[Dshield] Re: Risk Assessment

Brian Dessent brian at dessent.net
Sun Oct 24 22:09:11 GMT 2004

Mar Matthias Darin wrote:

> > ...and risk breaking some protocols in some corner cases that you never
> > saw in your hasty testing.
> 4 years is hardly hasty...  Since I installed the software, pay the bills,
> repair and clean the machine when needed, there isn't a "corner case" to
> begin with.

So, you disregard protocol specs and it hasn't bitten you /yet/, that
you've noticed.  Example: most of the time DNS uses only UDP.  But, for
large queries and zone transfers it can use TCP.  Let's consider the
poor readers of the list that, having followed your advice, said to
themselves, "Gee, I don't see any TCP being used by DNS, so I'm not
going to allow TCP through my firewall on 53."  And then a couple of
years down the line they to setup an off-site secondary nameserver, the
zone transfers inexplicably fail and no one knows why.  Much hair
pulling ensues.  And name resolution fails very infrequently for some
obscure sites because only the first 512 bytes of the response comes
through.  That's not the kind of behavior I'd encourage in an
administrator: "I'll just let through what seems to be needed, not what
the specifications call for."

> Tell that to Ebay, Yahoo, and Amazon at the very leat during the Code Red
> fiascal.  I am well versed on ICMP...  thats why its blocked.  As far as
> breaking anything... hasn't happen since I built my server...

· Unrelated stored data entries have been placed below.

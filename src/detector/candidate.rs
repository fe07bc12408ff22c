//! Turning a coarse box into a model-fitting problem and back.

use crate::error::RefineError;
use crate::image::{ImageF32, ImageView};
use crate::model::{ModelFit, ModelParams, ModelRefiner};
use crate::types::BoundingBox;
use serde::Serialize;

/// Clipped raster window `[x0, x1) × [y0, y1)` a candidate is refined in.
#[derive(Clone, Copy, Debug, PartialEq, Eq, Serialize)]
pub struct CropWindow {
    pub x0: usize,
    pub y0: usize,
    pub x1: usize,
    pub y1: usize,
}

impl CropWindow {
    /// Pad `bbox` by `padding_px` and clip to a `width × height` raster.
    ///
    /// The far edge is measured from the clipped near edge, so a box near the
    /// top/left border keeps its full padded extent where the raster allows.
    pub fn around(bbox: &BoundingBox, padding_px: f64, width: usize, height: usize) -> Self {
        let near = |v: f64, limit: usize| ((v - padding_px).floor().max(0.0) as usize).min(limit);
        let far = |start: usize, extent: f64, limit: usize| {
            ((start as f64 + extent + 2.0 * padding_px).floor().max(0.0) as usize)
                .min(limit)
                .max(start)
        };
        let x0 = near(bbox.x, width);
        let y0 = near(bbox.y, height);
        Self {
            x0,
            y0,
            x1: far(x0, bbox.width, width),
            y1: far(y0, bbox.height, height),
        }
    }

    /// Crop-to-raster offset `(dx, dy)`.
    pub fn origin(&self) -> (f64, f64) {
        (self.x0 as f64, self.y0 as f64)
    }

    pub fn extract(&self, raster: &ImageF32) -> ImageF32 {
        raster.crop(self.x0, self.y0, self.x1, self.y1)
    }
}

/// Compress the dynamic range with `ln(1 + a)`.
pub fn log_compress(crop: &ImageF32) -> ImageF32 {
    crop.map(f32::ln_1p)
}

/// Starting point derived from the coarse box geometry.
///
/// The rectangle is placed at the padding offset, sized from the longer box
/// side, tilted by `-atan(w / h) / atan(ratio)`, and given the crop's extreme
/// amplitudes. A zero-extent box starts unrotated.
pub fn initial_guess(
    bbox: &BoundingBox,
    padding_px: f64,
    crop: &ImageF32,
    ratio: f64,
) -> ModelParams {
    let (lo, hi) = crop
        .min_max()
        .map(|(lo, hi)| (f64::from(lo), f64::from(hi)))
        .unwrap_or((0.0, 0.0));
    let angle = if bbox.width == 0.0 && bbox.height == 0.0 {
        0.0
    } else {
        -(bbox.width / bbox.height).atan() / ratio.atan()
    };
    ModelParams {
        x: padding_px,
        y: padding_px,
        scale: bbox.width.max(bbox.height) / ratio,
        angle,
        ship_amplitude: hi,
        background_amplitude: lo,
    }
}

/// A coarse box refined in its crop window.
#[derive(Clone, Debug)]
pub struct RefinedCandidate {
    pub window: CropWindow,
    /// Initial guess, crop-relative.
    pub initial: ModelParams,
    /// Optimizer output, crop-relative.
    pub fit: ModelFit,
    /// Fitted parameters moved to raster coordinates.
    pub params: ModelParams,
}

/// Crop, compress, fit and translate one coarse box.
pub fn refine_candidate(
    refiner: &ModelRefiner,
    raster: &ImageF32,
    bbox: &BoundingBox,
    padding_px: f64,
) -> Result<RefinedCandidate, RefineError> {
    let window = CropWindow::around(bbox, padding_px, raster.w, raster.h);
    let crop = log_compress(&window.extract(raster));
    let initial = initial_guess(bbox, padding_px, &crop, refiner.model().ratio());
    let fit = refiner.fit_params(&crop, initial)?;
    let (dx, dy) = window.origin();
    let params = fit.params.translated(dx, dy);
    Ok(RefinedCandidate {
        window,
        initial,
        fit,
        params,
    })
}

#[cfg(test)]
mod tests {
    use super::*;

    #[test]
    fn window_is_padded_and_clipped() {
        let b = BoundingBox::new(50.0, 40.0, 6.0, 20.0);
        let w = CropWindow::around(&b, 10.0, 200, 100);
        assert_eq!(w, CropWindow { x0: 40, y0: 30, x1: 66, y1: 70 });

        let edge = BoundingBox::new(3.0, 95.0, 4.0, 2.0);
        let w = CropWindow::around(&edge, 10.0, 200, 100);
        assert_eq!((w.x0, w.y0), (0, 85));
        assert_eq!(w.x1, 24);
        assert_eq!(w.y1, 100);
    }

    #[test]
    fn initial_guess_follows_box_geometry() {
        let crop = ImageF32::from_vec(2, 2, vec![0.5, 2.0, 1.0, 7.5]).unwrap();
        let b = BoundingBox::new(0.0, 0.0, 5.0, 5.0);
        let g = initial_guess(&b, 10.0, &crop, 5.0);
        assert_eq!((g.x, g.y, g.scale), (10.0, 10.0, 1.0));
        let expected = -(1.0f64).atan() / (5.0f64).atan();
        assert!((g.angle - expected).abs() < 1e-12);
        assert_eq!((g.ship_amplitude, g.background_amplitude), (7.5, 0.5));
    }

    #[test]
    fn single_pixel_box_starts_unrotated() {
        let crop = ImageF32::filled(3, 3, 1.0);
        let g = initial_guess(&BoundingBox::new(4.0, 4.0, 0.0, 0.0), 1.0, &crop, 5.0);
        assert_eq!(g.angle, 0.0);
        assert_eq!(g.scale, 0.0);
    }

    #[test]
    fn log_compress_is_ln_1p() {
        let crop = ImageF32::from_vec(2, 1, vec![0.0, std::f32::consts::E - 1.0]).unwrap();
        let out = log_compress(&crop);
        assert_eq!(out.get(0, 0), 0.0);
        assert!((out.get(1, 0) - 1.0).abs() < 1e-6);
    }
}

Again, you're just in denial that there could possibly be anything wrong
because you chose to block something that is mostly never used and you
personally haven't noticed any side effects.  Nevertheless, it's an
important network functionality and blocking it does no good whatsoever
other than make you feel all warm and tingly because "I block all
ICMP."  I don't think the people that happen to have a small MTU that
can't load your site because they depend on pMTUd are really going to
agree with you there.

> When YOU pat my bills then YOU can decide what is idiotic.  Until then, as
> long as my users are happy...  thats the way it stays.  They like the
> service, I like the profit tree..  Its works for all of us.

You can do whatever you want with your equipment and your network, that
was not my point.  My point was that when you go advocating your silly
methods to the rest of the world as "best practices" then you should be
prepared for someone to call you on it.  Good network stewardship calls
for following the specifications, not breaking them because you feel
like it out of some misguided sense of security.